Дрогнул стакан в руке Бледнова. Он сказал:

— Ладно, — сказал он. — Можно, в самом деле, завязать. При условии. Если никто из твоих к Алене ходить не будет.

Моральное преимущество было на стороне Василия: он первый выдвинул предложение, а Бледнов своим контрпредложением, получается, отказывался от примирения.

— А я ведь добром хотел, — сказал Василий.

— А кто против? — спросил Бледнов.

— Ты против. Я же тебе предложил.

— И я тебе предложил.

— Но я тебе первый предложил, справедливо заметил Венец. — Ты пойми: если не она, нам ведь не из-за чего. Ты своих людей на что из-за какой-то бабы обрекаешь?

— Вот и отстань от нее, — сказал Бледнов.

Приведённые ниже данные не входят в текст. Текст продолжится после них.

//! SDP Offer/Answer Model (spec.md §4.2): builds initial offers from an
//! account's codec list, computes the codec intersection against a remote
//! offer/answer, and tracks the negotiated per-media direction across
//! re-INVITEs.

use rvoip_sip_core::types::sdp::{
    ConnectionData, MediaDescription, MediaDirection, Origin, ParsedAttribute, RtpMapAttribute, SdpSession,
};

use crate::errors::{DialogError, DialogResult};

/// One entry from the account's ordered codec preference list (spec.md
/// §3's `Account.codec preference list`), already resolved to an RTP
/// payload type by whatever codec registry the caller draws from.
#[derive(Debug, Clone, PartialEq, Eq)]
pub struct CodecDescriptor {
    pub name: String,
    pub payload_type: u8,
    pub clock_rate_hz: u32,
}

impl CodecDescriptor {
    pub fn new(name: impl Into<String>, payload_type: u8, clock_rate_hz: u32) -> Self {
        Self { name: name.into(), payload_type, clock_rate_hz }
    }
}

/// Result of a successful offer/answer run for one media slot: the codecs
/// both sides can use, in local preference order, and the direction this
/// side should use.
#[derive(Debug, Clone)]
pub struct NegotiatedMedia {
    pub media_type: String,
    pub codecs: Vec<CodecDescriptor>,
    pub direction: MediaDirection,
    pub remote_port: u16,
}

/// The full result of a negotiation run, one entry per enabled media slot.
#[derive(Debug, Clone, Default)]
pub struct NegotiatedSession {
    pub media: Vec<NegotiatedMedia>,
}

impl NegotiatedSession {
    pub fn is_empty(&self) -> bool {
        self.media.is_empty()
    }
}

/// One requested media slot: type, whether it's enabled, and whether the
/// local side has it muted (policy: muted media is still offered
/// SENDRECV — see SPEC_FULL.md §10 Open Question 3).
#[derive(Debug, Clone)]
pub struct MediaSlotRequest {
    pub media_type: String,
    pub enabled: bool,
    pub muted: bool,
}

/// Builds the initial SDP offer for an outbound INVITE: one `m=` line per
/// enabled slot in `slots`, each carrying `codecs` (already resolved by the
/// caller from the account's codec preference list) and a SENDRECV
/// direction attribute.
pub fn create_initial_offer(
    local_ip: &str,
    rtp_port: u16,
    codecs: &[CodecDescriptor],
    slots: &[MediaSlotRequest],
) -> SdpSession {
    let mut session = SdpSession::new(
        Origin {
            username: "-".to_string(),
            sess_id: session_id(),
            sess_version: "1".to_string(),
            net_type: "IN".to_string(),
            addr_type: "IP4".to_string(),
            unicast_address: local_ip.to_string(),
        },
        "rvoip-session",
    );
    session.connection_info = Some(ConnectionData {
        net_type: "IN".to_string(),
        addr_type: "IP4".to_string(),
        connection_address: local_ip.to_string(),
        ttl: None,
        multicast_count: None,
    });

    for slot in slots.iter().filter(|s| s.enabled) {
        session.media_descriptions.push(build_media(&slot.media_type, rtp_port, codecs, MediaDirection::SendRecv));
    }

    session
}

/// Parses a remote offer. A thin wrapper over `SdpSession`'s `FromStr` so
/// callers in this module all go through one entry point, matching
/// spec.md §4.2's `receiving_initial_offer` naming.
pub fn receiving_initial_offer(remote_sdp: &str) -> DialogResult<SdpSession> {
    remote_sdp.parse::<SdpSession>().map_err(DialogError::SipCore)
}

/// Computes, for each local media slot, the codec intersection with the
/// matching remote media description (matched by `media` type, in order),
/// preserving local preference order. A slot whose intersection is empty
/// fails the whole negotiation, per spec.md §4.2.
pub fn start_negociation(local_codecs: &[CodecDescriptor], remote: &SdpSession) -> DialogResult<NegotiatedSession> {
    let mut result = NegotiatedSession::default();

    for remote_media in &remote.media_descriptions {
        let remote_rtpmaps: Vec<&RtpMapAttribute> = remote_media
            .generic_attributes
            .iter()
            .filter_map(|a| match a {
                ParsedAttribute::RtpMap(rtpmap) => Some(rtpmap),
                _ => None,
            })
            .collect();

        let intersected: Vec<CodecDescriptor> = local_codecs
            .iter()
            .filter(|local| {
                remote_media.formats.iter().any(|fmt| fmt.parse::<u8>().ok() == Some(local.payload_type))
                    || remote_rtpmaps.iter().any(|r| r.encoding_name.eq_ignore_ascii_case(&local.name))
            })
            .cloned()
            .collect();

        if intersected.is_empty() {
            return Err(DialogError::Negotiation(format!(
                "no common codec for media '{}': offered {:?}",
                remote_media.media, remote_media.formats
            )));
        }

        let remote_direction = remote_media.direction.unwrap_or(MediaDirection::SendRecv);
        result.media.push(NegotiatedMedia {
            media_type: remote_media.media.clone(),
            codecs: intersected,
            direction: mirror_direction(remote_direction),
            remote_port: remote_media.port,
        });
    }

    Ok(result)
}

/// Applies a completed negotiation onto the local session: rewrites each
/// media slot's format list and direction to the negotiated result, in
/// place, so `session` becomes the answer (or the accepted re-offer).
pub fn set_negociated_offer(session: &mut SdpSession, negotiated: &NegotiatedSession) -> DialogResult<()> {
    if negotiated.is_empty() {
        return Err(DialogError::Negotiation("cannot apply an empty negotiation result".to_string()));
    }

    for (media, negotiated_media) in session.media_descriptions.iter_mut().zip(&negotiated.media) {
        media.formats = negotiated_media.codecs.iter().map(|c| c.payload_type.to_string()).collect();
        media.direction = Some(negotiated_media.direction);
        media.generic_attributes.retain(|a| !matches!(a, ParsedAttribute::RtpMap(_)));
        for codec in &negotiated_media.codecs {
            media.generic_attributes.push(ParsedAttribute::RtpMap(RtpMapAttribute {
                payload_type: codec.payload_type,
                encoding_name: codec.name.clone(),
                clock_rate: codec.clock_rate_hz,
                encoding_params: None,
            }));
        }
    }

    Ok(())
}

/// Rewrites every media description's port to `port`: used once the RTP
/// session's actual bound/external port is known, after the offer was
/// built against a placeholder.
pub fn attribute_port_to_all_media(session: &mut SdpSession, port: u16) {
    for media in &mut session.media_descriptions {
        media.port = port;
    }
}

/// Builds the re-INVITE offer for a hold/resume toggle: every media slot's
/// direction is replaced by `direction` (SENDONLY to hold, SENDRECV to
/// resume), per spec.md §4.2's reinvite recipe.
pub fn reinvite(session: &mut SdpSession, direction: MediaDirection) {
    for media in &mut session.media_descriptions {
        media.direction = Some(direction);
        media.generic_attributes.retain(|a| !matches!(a, ParsedAttribute::Direction(_)));
    }
    session.origin.sess_version = bump_version(&session.origin.sess_version);
}

fn mirror_direction(remote: MediaDirection) -> MediaDirection {
    match remote {
        MediaDirection::SendOnly => MediaDirection::RecvOnly,
        MediaDirection::RecvOnly => MediaDirection::SendOnly,
        other => other,
    }
}

fn build_media(media_type: &str, port: u16, codecs: &[CodecDescriptor], direction: MediaDirection) -> MediaDescription {
    let mut media = MediaDescription::new(
        media_type,
        port,
        "RTP/AVP",
        codecs.iter().map(|c| c.payload_type.to_string()).collect(),
    );
    media.direction = Some(direction);
    for codec in codecs {
        media.generic_attributes.push(ParsedAttribute::RtpMap(RtpMapAttribute {
            payload_type: codec.payload_type,
            encoding_name: codec.name.clone(),
            clock_rate: codec.clock_rate_hz,
            encoding_params: None,
        }));
    }
    media
}

fn bump_version(current: &str) -> String {
    current.parse::<u64>().map(|v| (v + 1).to_string()).unwrap_or_else(|_| "2".to_string())
}

fn session_id() -> String {
    use std::time::{SystemTime, UNIX_EPOCH};
    SystemTime::now().duration_since(UNIX_EPOCH).map(|d| d.as_micros().to_string()).unwrap_or_else(|_| "0".to_string())
}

— А почему я? — спросил Василий.

— А я, значит, хуже? — Испорченные тюрьмой нервы начинали звенеть в Бледнове.

— Значит, отказываешься? — спросил Василий.

— Это ты отказываешься, — сказал Бледнов.

И тут пацаненок лет тринадцати, но недоразвитый, выглядящий лет на десять, сын Алены Сиповки, веснушчатый, босой, ковыряющий в носу, сказал, причем без всякой цели сказал, а просто на ум пришло, да и пришло-то как? — ковырял одной рукой в носу, стоя поодаль в толпе и слушая разговор вполуха, а другой рукой отмахиваясь от надоевшей осы, липшей к нему, потому что он ел недавно сладкую и большую грушу, он думал об осе и груше, думал о саде брубильщика Ниткина, где росли лучшие в Полынске груши, вспомнил, как весело было раньше лазить туда не одному, а с Мамой, который исчез, вспомнил дом, где жил Мама, вспомнил, наконец, как вчера видел Алену с каким-то мужиком на телеге, они ехали на телеге, загруженной вещами, мужик шел сбоку, но это был не Андрей Ильич, ехали они в межгорье, уезжая из Полынска, он еще подумал тогда: что за мужик, почему не Андрей Ильич? Вот он и сказал:

— А Алена-то уехала!

Венец посмотрел на него. Мальчик был вообще посторонний, не заовражный и не городской. И даже не парковский. Он ничейный был, как и его мать, у которой в прошлом году сгорел дом, и она ютилась то там, то сям, у родственников, у знакомых, у совсем посторонних людей, стеснительно, но по необходимости, используя безграничную доброту жителей Полынска.

— Куда уехала? Когда? — спросил Венец, маня мальчика к столу.

Он подошел и смело сказал, радуясь, что знает то, чего другие не знают:

— А вчера уехала, в Сарайск, наверно, уехала, с вещами уехала, насовсем.